Buda já começa entrando com os dois pés no peito dos discípulos. O budismo for dummies sempre pregou que somos parte de uma "alma universal", que podemos reencarnar numa pedra ou num animal, e aprendemos a ver todos os seres como UM ser, algo próximo da concepção de Deus no ocidente. O sutra do diamante corta isso fora. É um alerta ao seguidor que queira trilhar o caminho último pra iluminação para que se afaste de qualquer expectativa de méritos decorrentes da generosidade (ou seja, querer agradar a um Ser Supremo, um Buda, etc). Se você é generoso porque sente prazer em ajudar outros seres, ou busca com isso conquistar bênçãos, um pedacinho do paraíso, ver Jesus ou Buda, ou acumular karma bom pra uma vida melhor, isso não é criticado por Buda, mas ele alerta que ainda assim isso é uma prisão.
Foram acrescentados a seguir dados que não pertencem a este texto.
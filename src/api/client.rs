//! Backend REST client
//!
//! One method per endpoint. Every request goes through [`HttpApi::send`],
//! which injects the bearer token and turns the backend's error envelope
//! into an [`ApiError`].

use std::time::Duration;

use async_trait::async_trait;
use reqwest::{header, Client, Method, RequestBuilder, StatusCode};
use serde::de::DeserializeOwned;
use serde::Deserialize;
use serde_json::Value;

use super::{ApiError, ApiResult, ValidationErrors};
use crate::models::{
    Address, Credentials, Customer, CustomerPayload, LoginResponse, Project, ProjectPayload, User,
};

/// Operations the screens need from the backend.
///
/// `token` is the bearer token of the current session.
#[async_trait]
pub trait CrmApi: Send + Sync {
    async fn login(&self, credentials: &Credentials) -> ApiResult<LoginResponse>;
    async fn current_user(&self, token: &str) -> ApiResult<User>;
    async fn logout(&self, token: &str) -> ApiResult<()>;

    async fn list_customers(&self, token: &str) -> ApiResult<Vec<Customer>>;
    async fn get_customer(&self, token: &str, id: i64) -> ApiResult<Customer>;
    async fn create_customer(&self, token: &str, payload: &CustomerPayload) -> ApiResult<()>;
    async fn update_customer(&self, token: &str, id: i64, payload: &CustomerPayload) -> ApiResult<()>;
    async fn delete_customer(&self, token: &str, id: i64) -> ApiResult<()>;
    async fn delete_address(&self, token: &str, id: i64) -> ApiResult<()>;

    async fn list_projects(&self, token: &str) -> ApiResult<Vec<Project>>;
    async fn get_project(&self, token: &str, id: i64) -> ApiResult<Project>;
    async fn create_project(&self, token: &str, payload: &ProjectPayload) -> ApiResult<()>;
    async fn update_project(&self, token: &str, id: i64, payload: &ProjectPayload) -> ApiResult<()>;
    async fn delete_project(&self, token: &str, id: i64) -> ApiResult<()>;
}

/// `{ data: [...] }` collection wrapper
#[derive(Deserialize)]
struct Collection<T> {
    data: Vec<T>,
}

/// `GET /api/customers/:id` returns the customer and its addresses side by side
#[derive(Deserialize)]
struct CustomerDetail {
    customer: Customer,
    #[serde(default)]
    addresses: Option<Vec<Address>>,
}

#[derive(Deserialize)]
struct ProjectDetail {
    project: Project,
}

#[derive(Deserialize, Default)]
struct ErrorEnvelope {
    #[serde(default)]
    message: Option<String>,
    #[serde(default)]
    errors: Option<ValidationErrors>,
}

/// reqwest-backed implementation of [`CrmApi`]
pub struct HttpApi {
    client: Client,
    base_url: String,
}

impl HttpApi {
    pub fn new(base_url: impl Into<String>, timeout: Duration) -> ApiResult<Self> {
        let client = Client::builder().timeout(timeout).build()?;
        let base_url = base_url.into().trim_end_matches('/').to_string();

        Ok(Self { client, base_url })
    }

    pub fn base_url(&self) -> &str {
        &self.base_url
    }

    fn request(&self, method: Method, path: &str, token: Option<&str>) -> RequestBuilder {
        let builder = self
            .client
            .request(method, format!("{}{}", self.base_url, path))
            .header(header::ACCEPT, "application/json");

        match token {
            Some(token) => builder.bearer_auth(token),
            None => builder,
        }
    }

    /// Send a request and return the decoded JSON body (`Null` when the
    /// body is empty or not JSON).
    async fn send(&self, builder: RequestBuilder) -> ApiResult<Value> {
        let response = builder.send().await?;
        let status = response.status();
        let url = response.url().path().to_string();
        let bytes = response.bytes().await?;
        let body: Value = serde_json::from_slice(&bytes).unwrap_or(Value::Null);

        tracing::debug!(%url, status = status.as_u16(), "backend response");
        check_envelope(status, body)
    }

    async fn fetch<T: DeserializeOwned>(&self, builder: RequestBuilder) -> ApiResult<T> {
        let body = self.send(builder).await?;
        Ok(serde_json::from_value(body)?)
    }
}

fn check_envelope(status: StatusCode, body: Value) -> ApiResult<Value> {
    let has_errors = body.get("errors").is_some_and(|errors| !errors.is_null());
    if status.is_success() && !has_errors {
        return Ok(body);
    }

    let envelope: ErrorEnvelope = serde_json::from_value(body).unwrap_or_default();
    if let Some(errors) = envelope.errors {
        return Err(ApiError::Validation(errors));
    }

    let message = envelope.message.unwrap_or_else(|| {
        status
            .canonical_reason()
            .unwrap_or("request failed")
            .to_string()
    });

    if status == StatusCode::UNAUTHORIZED {
        Err(ApiError::Unauthorized(message))
    } else {
        Err(ApiError::Status {
            status: status.as_u16(),
            message,
        })
    }
}

#[async_trait]
impl CrmApi for HttpApi {
    async fn login(&self, credentials: &Credentials) -> ApiResult<LoginResponse> {
        self.fetch(self.request(Method::POST, "/api/login", None).json(credentials))
            .await
    }

    async fn current_user(&self, token: &str) -> ApiResult<User> {
        self.fetch(self.request(Method::GET, "/api/user", Some(token)))
            .await
    }

    async fn logout(&self, token: &str) -> ApiResult<()> {
        self.send(self.request(Method::POST, "/api/logout", Some(token)))
            .await?;
        Ok(())
    }

    async fn list_customers(&self, token: &str) -> ApiResult<Vec<Customer>> {
        let collection: Collection<Customer> = self
            .fetch(self.request(Method::GET, "/api/customers", Some(token)))
            .await?;
        Ok(collection.data)
    }

    async fn get_customer(&self, token: &str, id: i64) -> ApiResult<Customer> {
        let detail: CustomerDetail = self
            .fetch(self.request(Method::GET, &format!("/api/customers/{}", id), Some(token)))
            .await?;

        let mut customer = detail.customer;
        if let Some(addresses) = detail.addresses {
            customer.addresses = addresses;
        }
        Ok(customer)
    }

    async fn create_customer(&self, token: &str, payload: &CustomerPayload) -> ApiResult<()> {
        self.send(self.request(Method::POST, "/api/customers", Some(token)).json(payload))
            .await?;
        Ok(())
    }

    async fn update_customer(&self, token: &str, id: i64, payload: &CustomerPayload) -> ApiResult<()> {
        let path = format!("/api/customers/{}", id);
        self.send(self.request(Method::PUT, &path, Some(token)).json(payload))
            .await?;
        Ok(())
    }

    async fn delete_customer(&self, token: &str, id: i64) -> ApiResult<()> {
        let path = format!("/api/customers/{}", id);
        self.send(self.request(Method::DELETE, &path, Some(token)))
            .await?;
        Ok(())
    }

    async fn delete_address(&self, token: &str, id: i64) -> ApiResult<()> {
        let path = format!("/api/addresses/{}", id);
        self.send(self.request(Method::DELETE, &path, Some(token)))
            .await?;
        Ok(())
    }

    async fn list_projects(&self, token: &str) -> ApiResult<Vec<Project>> {
        let collection: Collection<Project> = self
            .fetch(self.request(Method::GET, "/api/projects", Some(token)))
            .await?;
        Ok(collection.data)
    }

    async fn get_project(&self, token: &str, id: i64) -> ApiResult<Project> {
        let detail: ProjectDetail = self
            .fetch(self.request(Method::GET, &format!("/api/projects/{}", id), Some(token)))
            .await?;
        Ok(detail.project)
    }

    async fn create_project(&self, token: &str, payload: &ProjectPayload) -> ApiResult<()> {
        self.send(self.request(Method::POST, "/api/projects", Some(token)).json(payload))
            .await?;
        Ok(())
    }

    async fn update_project(&self, token: &str, id: i64, payload: &ProjectPayload) -> ApiResult<()> {
        let path = format!("/api/projects/{}", id);
        self.send(self.request(Method::PUT, &path, Some(token)).json(payload))
            .await?;
        Ok(())
    }

    async fn delete_project(&self, token: &str, id: i64) -> ApiResult<()> {
        let path = format!("/api/projects/{}", id);
        self.send(self.request(Method::DELETE, &path, Some(token)))
            .await?;
        Ok(())
    }
}

#[cfg(test)]
mod tests {
    use super::*;
    use serde_json::json;

    #[test]
    fn success_body_passes_through() {
        let body = json!({"data": []});
        let checked = check_envelope(StatusCode::OK, body.clone()).unwrap();
        assert_eq!(checked, body);
    }

    #[test]
    fn errors_payload_is_validation_even_on_2xx() {
        let body = json!({"errors": {"name": ["required"]}});
        let err = check_envelope(StatusCode::OK, body).unwrap_err();
        let errors = err.validation().expect("validation error");
        assert_eq!(errors.field("name"), ["required"]);
    }

    #[test]
    fn unprocessable_entity_maps_dotted_paths() {
        let body = json!({
            "message": "The given data was invalid.",
            "errors": {"addresses.1.street": ["The street field is required."]}
        });
        let err = check_envelope(StatusCode::UNPROCESSABLE_ENTITY, body).unwrap_err();
        let errors = err.validation().expect("validation error");
        assert_eq!(errors.nested("addresses", 1, "street").len(), 1);
    }

    #[test]
    fn unauthorized_keeps_server_message() {
        let body = json!({"message": "Unauthenticated."});
        match check_envelope(StatusCode::UNAUTHORIZED, body) {
            Err(ApiError::Unauthorized(message)) => assert_eq!(message, "Unauthenticated."),
            other => panic!("unexpected result: {:?}", other),
        }
    }

    #[test]
    fn other_failures_fall_back_to_reason_phrase() {
        match check_envelope(StatusCode::INTERNAL_SERVER_ERROR, Value::Null) {
            Err(ApiError::Status { status, message }) => {
                assert_eq!(status, 500);
                assert_eq!(message, "Internal Server Error");
            }
            other => panic!("unexpected result: {:?}", other),
        }
    }

    #[test]
    fn base_url_trailing_slash_is_trimmed() {
        let api = HttpApi::new("http://localhost:8000/", Duration::from_secs(5)).unwrap();
        assert_eq!(api.base_url(), "http://localhost:8000");
    }
}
Subhuti, se algum bom e piedoso discípulo, homem ou mulher, por motivação caridosa sacrificou sua vida, geração após geração, tão numerosas como os grãos do de areia nos bilhões de universos, e outro discípulo permanecer apenas estudando e observando um único stanza desta Escritura e explicando-a a outros, o mérito deste será muito maior.
O maior presente que o budismo pode ofertar é o conhecimento que liberta das amarras mentais. Dar de comer aos outros é bom? É ótimo, e o budismo propõe isso, também. Ensinar a pescar é melhor ainda. Mas a problemática do budismo não está no assistencialismo físico, e sim psicológico. De nada adianta uma pessoa alimentada e rica se sua mente acabará levando-a às mesmas paisagens de outrora, seja nesta vida, seja em outras. É relativamente fácil tirar o homem da pobreza, mas difícil tirar a pobreza de dentro do homem.


Assim como a luz da lamparina pode romper a escuridão que está lá há mil anos, pode também a centelha da sabedoria extinguir a ignorância que já dura muitas eras
(Hui Neng, sexto patriarca Zen, séc. 7 d.C.)

Para representar essa prisão da mente foi criada a Roda da Vida (Bhavachakra), também conhecida com a Roda da Existência, Roda do Devir e do Vir-a-ser. Ela representa os mundos que os diversos estados mentais nos levam, por vidas e vidas.